The elephant enclosure is a large open space surrounded by a ditch and a rock wall. It is home to a small herd of African Elephants (there were 3 males and 4 female in 2005), including one youngster - and I see from the website that one of the females is pregnant. Similarly the enclosure for the giraffes, zebras and rhinos is quite a large area.
Britain's Oldest Recorded Town
"Romans, Normans and Cavaliers"
I regard Colchester as my home town because it is the nearest large town to our village.
Colchester was the probably the first Roman town in Britain, having been settled soon after the invasion in AD43, and the Romans stayed here for over 400 years. Traces of the Roman town and fortifications can be found all over Colchester, from large parts of the Roman Walls, the Balkerne Gate, and many other archaeological finds.
A Roman chariot circus has been found in Colchester during excavation works at Colchester Barracks. This is the ONLY one ever found in Britain. The excavations were open to the public for ONE day only, Saturday 22nd January 2005. Now the area will be covered over again to preserve the finds, and will probably not be seen again in our lifetimes.

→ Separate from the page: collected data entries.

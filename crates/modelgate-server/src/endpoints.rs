//! The endpoint registry: model names resolving to running workers, with
//! reference counting so a worker instance can back several load calls
//! when the sharing key matches.

use std::collections::HashMap;
use std::sync::Arc;

use parking_lot::RwLock;
use tracing::info;

use modelgate_core::{
    sharing_key, MemoryPool, Metrics, ModelMetadata, ParameterMap, Result, ServerError,
};
use modelgate_runtime::{RequestContainer, WorkerRuntime};
use modelgate_workers::WorkerCatalog;

struct Entry {
    runtime: WorkerRuntime,
    refcount: usize,
    sharing_key: Option<String>,
}

#[derive(Default)]
struct Inner {
    entries: HashMap<String, Entry>,
    keys: HashMap<String, String>,
}

pub struct Endpoints {
    catalog: WorkerCatalog,
    pool: Arc<MemoryPool>,
    metrics: Arc<Metrics>,
    inner: RwLock<Inner>,
}

impl Endpoints {
    pub fn new(catalog: WorkerCatalog, pool: Arc<MemoryPool>, metrics: Arc<Metrics>) -> Self {
        Self {
            catalog,
            pool,
            metrics,
            inner: RwLock::new(Inner::default()),
        }
    }

    pub fn catalog(&self) -> &WorkerCatalog {
        &self.catalog
    }

    /// Load a worker of `worker_kind`, or share an existing instance when
    /// one with the same sharing key is already running. Returns the
    /// endpoint name the worker answers to.
    pub fn load(&self, worker_kind: &str, parameters: &ParameterMap) -> Result<String> {
        let share = parameters.get_bool("share").unwrap_or(true);
        let key = sharing_key(worker_kind, parameters);

        let mut inner = self.inner.write();
        if share {
            if let Some(name) = inner.keys.get(&key).cloned() {
                if let Some(entry) = inner.entries.get_mut(&name) {
                    entry.refcount += 1;
                    info!(endpoint = %name, refcount = entry.refcount, "sharing loaded worker");
                    return Ok(name);
                }
            }
        }

        let worker = self.catalog.create(worker_kind).ok_or_else(|| {
            ServerError::NotFound(format!("unknown worker kind: {worker_kind}"))
        })?;

        let name = match parameters.get_string("endpoint") {
            Some(requested) => {
                if inner.entries.contains_key(requested) {
                    return Err(ServerError::AlreadyExists(format!(
                        "endpoint {requested} already exists"
                    )));
                }
                requested.to_string()
            }
            None => derive_name(&inner.entries, worker_kind),
        };

        let mut runtime = WorkerRuntime::new(
            worker_kind,
            &name,
            worker,
            Arc::clone(&self.pool),
            Arc::clone(&self.metrics),
        );
        if let Err(err) = start(&mut runtime, parameters) {
            runtime.shutdown();
            return Err(err);
        }

        inner.entries.insert(
            name.clone(),
            Entry {
                runtime,
                refcount: 1,
                sharing_key: share.then(|| key.clone()),
            },
        );
        if share {
            inner.keys.insert(key, name.clone());
        }
        info!(endpoint = %name, kind = %worker_kind, "loaded worker");
        Ok(name)
    }

    /// Drop one reference to the endpoint; the last reference stops the
    /// worker and removes the name. The registry entry disappears before
    /// the threads are joined, so no new request can race the teardown.
    pub fn unload(&self, name: &str) -> Result<()> {
        let mut inner = self.inner.write();
        let Some(entry) = inner.entries.get_mut(name) else {
            return Err(ServerError::NotFound(format!("unknown endpoint: {name}")));
        };
        entry.refcount -= 1;
        if entry.refcount > 0 {
            info!(endpoint = %name, refcount = entry.refcount, "dropped worker reference");
            return Ok(());
        }

        let Some(mut entry) = inner.entries.remove(name) else {
            return Ok(());
        };
        if let Some(key) = entry.sharing_key.take() {
            inner.keys.remove(&key);
        }
        drop(inner);

        entry.runtime.shutdown();
        info!(endpoint = %name, "unloaded worker");
        Ok(())
    }

    pub fn ready(&self, name: &str) -> Result<bool> {
        let inner = self.inner.read();
        match inner.entries.get(name) {
            Some(entry) => Ok(entry.runtime.is_running()),
            None => Err(ServerError::NotFound(format!("unknown endpoint: {name}"))),
        }
    }

    pub fn list(&self) -> Vec<String> {
        let inner = self.inner.read();
        let mut names: Vec<String> = inner.entries.keys().cloned().collect();
        names.sort();
        names
    }

    pub fn metadata(&self, name: &str) -> Result<ModelMetadata> {
        let inner = self.inner.read();
        let Some(entry) = inner.entries.get(name) else {
            return Err(ServerError::NotFound(format!("unknown endpoint: {name}")));
        };
        entry
            .runtime
            .metadata()
            .cloned()
            .ok_or_else(|| ServerError::Internal(format!("endpoint {name} has no metadata")))
    }

    /// Route one request to the endpoint's ingress queue.
    pub fn submit(&self, name: &str, container: RequestContainer) -> Result<()> {
        let inner = self.inner.read();
        let Some(entry) = inner.entries.get(name) else {
            return Err(ServerError::NotFound(format!("unknown endpoint: {name}")));
        };
        entry.runtime.submit(container)
    }
}

fn start(runtime: &mut WorkerRuntime, parameters: &ParameterMap) -> Result<()> {
    runtime.init(parameters)?;
    runtime.acquire(parameters)?;
    runtime.spawn()
}

fn derive_name(entries: &HashMap<String, Entry>, kind: &str) -> String {
    if !entries.contains_key(kind) {
        return kind.to_string();
    }
    let mut suffix = 1;
    loop {
        let candidate = format!("{kind}-{suffix}");
        if !entries.contains_key(&candidate) {
            return candidate;
        }
        suffix += 1;
    }
}
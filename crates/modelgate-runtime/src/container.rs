use std::time::Instant;

use tracing::Span;

use modelgate_core::InferenceRequest;

/// Transport envelope for one request on its way to a worker: the request
/// itself, its trace span, and the ingress timestamp.
#[derive(Debug)]
pub struct RequestContainer {
    pub request: InferenceRequest,
    pub trace: Span,
    pub start_time: Instant,
}

impl RequestContainer {
    pub fn new(request: InferenceRequest) -> Self {
        let trace = tracing::info_span!("infer", id = %request.id);
        Self {
            request,
            trace,
            start_time: Instant::now(),
        }
    }
}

See the travelogue for more info.
The castle was built on the site of the Roman Temple of Claudius by the Normans and was started around 1076AD. When originally built it was the largest keep in Europe, much bigger than even the White Tower at the Tower of London, and was twice as high as it it now. But by the 14th Century it was no longer required as a fortress, and was used as a prison for a while. During the English Civil War, it was briefly held by the Royalists, but surrendered after a twelve week siege of the town. It was sold to a local business man, who demolished the top two floors for the building materials, but fortunately for us found that there wasn't a profit to be had, and left the remainder standing.
Now, after restoration, the castle houses a museum.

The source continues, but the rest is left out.